**Exercise directions**
Your job is to report every line of the entries that has "Instant".

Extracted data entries
------
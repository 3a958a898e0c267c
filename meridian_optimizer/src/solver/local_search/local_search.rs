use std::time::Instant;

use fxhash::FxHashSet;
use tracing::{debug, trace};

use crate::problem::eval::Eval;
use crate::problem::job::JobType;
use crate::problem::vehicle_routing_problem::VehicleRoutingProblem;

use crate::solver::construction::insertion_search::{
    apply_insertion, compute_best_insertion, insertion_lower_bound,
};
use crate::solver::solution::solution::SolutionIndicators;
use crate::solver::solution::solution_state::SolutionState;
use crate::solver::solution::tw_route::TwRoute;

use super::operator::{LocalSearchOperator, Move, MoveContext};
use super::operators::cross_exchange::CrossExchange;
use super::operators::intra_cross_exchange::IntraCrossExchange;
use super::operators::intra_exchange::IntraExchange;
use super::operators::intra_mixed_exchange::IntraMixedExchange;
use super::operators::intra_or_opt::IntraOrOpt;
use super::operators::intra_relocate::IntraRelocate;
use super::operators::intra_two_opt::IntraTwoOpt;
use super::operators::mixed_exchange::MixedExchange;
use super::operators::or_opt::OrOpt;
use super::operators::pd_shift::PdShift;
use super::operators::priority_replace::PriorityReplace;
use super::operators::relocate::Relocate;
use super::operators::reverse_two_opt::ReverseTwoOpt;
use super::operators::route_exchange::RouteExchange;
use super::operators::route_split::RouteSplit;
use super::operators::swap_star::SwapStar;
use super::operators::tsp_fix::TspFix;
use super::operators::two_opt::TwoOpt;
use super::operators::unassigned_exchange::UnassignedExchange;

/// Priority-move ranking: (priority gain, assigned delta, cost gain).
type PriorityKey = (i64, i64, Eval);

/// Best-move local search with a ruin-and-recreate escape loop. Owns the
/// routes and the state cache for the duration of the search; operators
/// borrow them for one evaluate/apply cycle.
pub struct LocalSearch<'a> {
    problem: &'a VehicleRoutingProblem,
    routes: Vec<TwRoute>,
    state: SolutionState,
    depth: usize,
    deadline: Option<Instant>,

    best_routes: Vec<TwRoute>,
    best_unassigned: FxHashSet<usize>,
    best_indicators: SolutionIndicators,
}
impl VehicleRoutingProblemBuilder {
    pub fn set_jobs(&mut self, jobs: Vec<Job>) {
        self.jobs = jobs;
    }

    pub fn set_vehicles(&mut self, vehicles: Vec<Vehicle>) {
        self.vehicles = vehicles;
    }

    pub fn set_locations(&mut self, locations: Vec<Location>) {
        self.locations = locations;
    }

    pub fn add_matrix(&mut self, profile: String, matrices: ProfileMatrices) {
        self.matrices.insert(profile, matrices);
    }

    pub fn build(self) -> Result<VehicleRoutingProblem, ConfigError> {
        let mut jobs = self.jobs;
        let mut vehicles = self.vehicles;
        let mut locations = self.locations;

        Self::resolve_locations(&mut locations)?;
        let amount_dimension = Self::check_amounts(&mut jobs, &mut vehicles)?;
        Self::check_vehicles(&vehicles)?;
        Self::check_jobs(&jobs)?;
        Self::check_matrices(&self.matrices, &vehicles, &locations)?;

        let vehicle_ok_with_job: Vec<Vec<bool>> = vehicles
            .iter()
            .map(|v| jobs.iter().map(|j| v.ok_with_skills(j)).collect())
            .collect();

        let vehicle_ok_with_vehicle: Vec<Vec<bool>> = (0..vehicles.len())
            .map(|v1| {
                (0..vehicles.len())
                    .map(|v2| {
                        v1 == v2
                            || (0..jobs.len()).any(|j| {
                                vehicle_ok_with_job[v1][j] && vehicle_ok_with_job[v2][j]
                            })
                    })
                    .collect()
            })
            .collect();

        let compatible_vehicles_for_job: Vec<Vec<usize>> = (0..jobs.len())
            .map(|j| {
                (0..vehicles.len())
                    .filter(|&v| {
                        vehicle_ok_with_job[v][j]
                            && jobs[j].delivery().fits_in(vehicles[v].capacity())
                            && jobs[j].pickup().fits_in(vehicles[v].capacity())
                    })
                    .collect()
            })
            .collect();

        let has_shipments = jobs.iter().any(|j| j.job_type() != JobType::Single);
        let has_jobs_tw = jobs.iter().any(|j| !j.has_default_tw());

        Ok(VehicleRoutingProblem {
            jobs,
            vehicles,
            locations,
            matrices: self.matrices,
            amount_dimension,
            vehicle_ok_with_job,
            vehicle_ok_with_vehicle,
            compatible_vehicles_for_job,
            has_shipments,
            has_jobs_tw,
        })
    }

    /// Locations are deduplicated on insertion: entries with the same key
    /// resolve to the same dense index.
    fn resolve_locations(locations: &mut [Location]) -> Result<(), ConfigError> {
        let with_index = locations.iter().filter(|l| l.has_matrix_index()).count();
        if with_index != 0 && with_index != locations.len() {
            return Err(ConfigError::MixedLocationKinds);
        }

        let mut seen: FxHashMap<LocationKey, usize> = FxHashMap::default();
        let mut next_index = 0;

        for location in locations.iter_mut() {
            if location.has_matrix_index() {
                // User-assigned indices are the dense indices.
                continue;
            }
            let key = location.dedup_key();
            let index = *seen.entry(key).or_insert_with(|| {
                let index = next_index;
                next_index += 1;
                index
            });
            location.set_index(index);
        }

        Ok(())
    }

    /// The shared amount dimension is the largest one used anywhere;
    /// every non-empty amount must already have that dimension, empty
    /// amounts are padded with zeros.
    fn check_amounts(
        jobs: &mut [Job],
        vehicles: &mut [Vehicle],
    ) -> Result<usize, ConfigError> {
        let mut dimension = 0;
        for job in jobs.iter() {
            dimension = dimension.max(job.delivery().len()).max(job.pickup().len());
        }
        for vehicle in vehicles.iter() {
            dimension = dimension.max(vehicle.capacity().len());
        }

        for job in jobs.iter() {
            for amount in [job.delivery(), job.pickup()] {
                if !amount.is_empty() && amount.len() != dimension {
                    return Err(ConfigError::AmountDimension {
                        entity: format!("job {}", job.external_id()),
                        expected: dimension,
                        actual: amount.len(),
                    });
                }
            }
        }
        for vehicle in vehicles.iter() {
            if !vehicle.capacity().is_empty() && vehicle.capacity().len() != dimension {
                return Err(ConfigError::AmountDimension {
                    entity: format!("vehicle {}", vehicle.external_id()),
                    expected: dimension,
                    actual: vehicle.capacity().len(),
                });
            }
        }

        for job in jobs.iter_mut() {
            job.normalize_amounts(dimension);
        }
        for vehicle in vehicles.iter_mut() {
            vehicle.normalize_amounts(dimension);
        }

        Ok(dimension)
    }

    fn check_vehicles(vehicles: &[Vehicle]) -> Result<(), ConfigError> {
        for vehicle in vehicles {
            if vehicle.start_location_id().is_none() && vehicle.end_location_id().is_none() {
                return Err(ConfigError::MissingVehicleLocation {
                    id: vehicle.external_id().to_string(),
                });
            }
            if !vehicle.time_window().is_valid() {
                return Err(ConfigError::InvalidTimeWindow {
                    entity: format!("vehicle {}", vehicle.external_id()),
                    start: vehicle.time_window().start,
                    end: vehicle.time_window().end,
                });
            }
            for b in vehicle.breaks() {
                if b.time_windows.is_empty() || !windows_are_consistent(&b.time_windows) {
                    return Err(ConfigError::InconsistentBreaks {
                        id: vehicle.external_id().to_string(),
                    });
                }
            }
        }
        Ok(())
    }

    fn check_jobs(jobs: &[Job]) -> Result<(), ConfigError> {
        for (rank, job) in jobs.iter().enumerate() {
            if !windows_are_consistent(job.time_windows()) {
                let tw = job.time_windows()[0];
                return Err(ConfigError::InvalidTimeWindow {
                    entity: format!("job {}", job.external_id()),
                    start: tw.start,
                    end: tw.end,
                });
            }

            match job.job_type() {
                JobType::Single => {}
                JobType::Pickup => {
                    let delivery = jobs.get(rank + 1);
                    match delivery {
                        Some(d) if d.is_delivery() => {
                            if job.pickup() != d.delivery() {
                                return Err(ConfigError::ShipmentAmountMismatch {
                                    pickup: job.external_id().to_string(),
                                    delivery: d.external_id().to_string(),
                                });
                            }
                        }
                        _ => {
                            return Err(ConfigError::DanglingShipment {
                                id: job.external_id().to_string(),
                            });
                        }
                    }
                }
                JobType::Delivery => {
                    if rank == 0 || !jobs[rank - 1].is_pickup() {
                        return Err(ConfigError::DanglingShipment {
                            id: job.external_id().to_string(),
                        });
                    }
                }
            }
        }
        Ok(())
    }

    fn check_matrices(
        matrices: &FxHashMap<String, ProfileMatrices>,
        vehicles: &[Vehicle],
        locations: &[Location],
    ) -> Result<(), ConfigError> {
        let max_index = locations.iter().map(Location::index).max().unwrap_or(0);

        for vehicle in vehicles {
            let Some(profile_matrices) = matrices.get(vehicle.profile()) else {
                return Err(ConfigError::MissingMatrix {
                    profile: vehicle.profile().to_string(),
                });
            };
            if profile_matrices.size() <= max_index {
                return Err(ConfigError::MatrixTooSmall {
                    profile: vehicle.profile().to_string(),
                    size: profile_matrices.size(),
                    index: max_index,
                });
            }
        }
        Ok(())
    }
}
------
**Written solution**
use std::time::Instant;
    deadline: Option<Instant>,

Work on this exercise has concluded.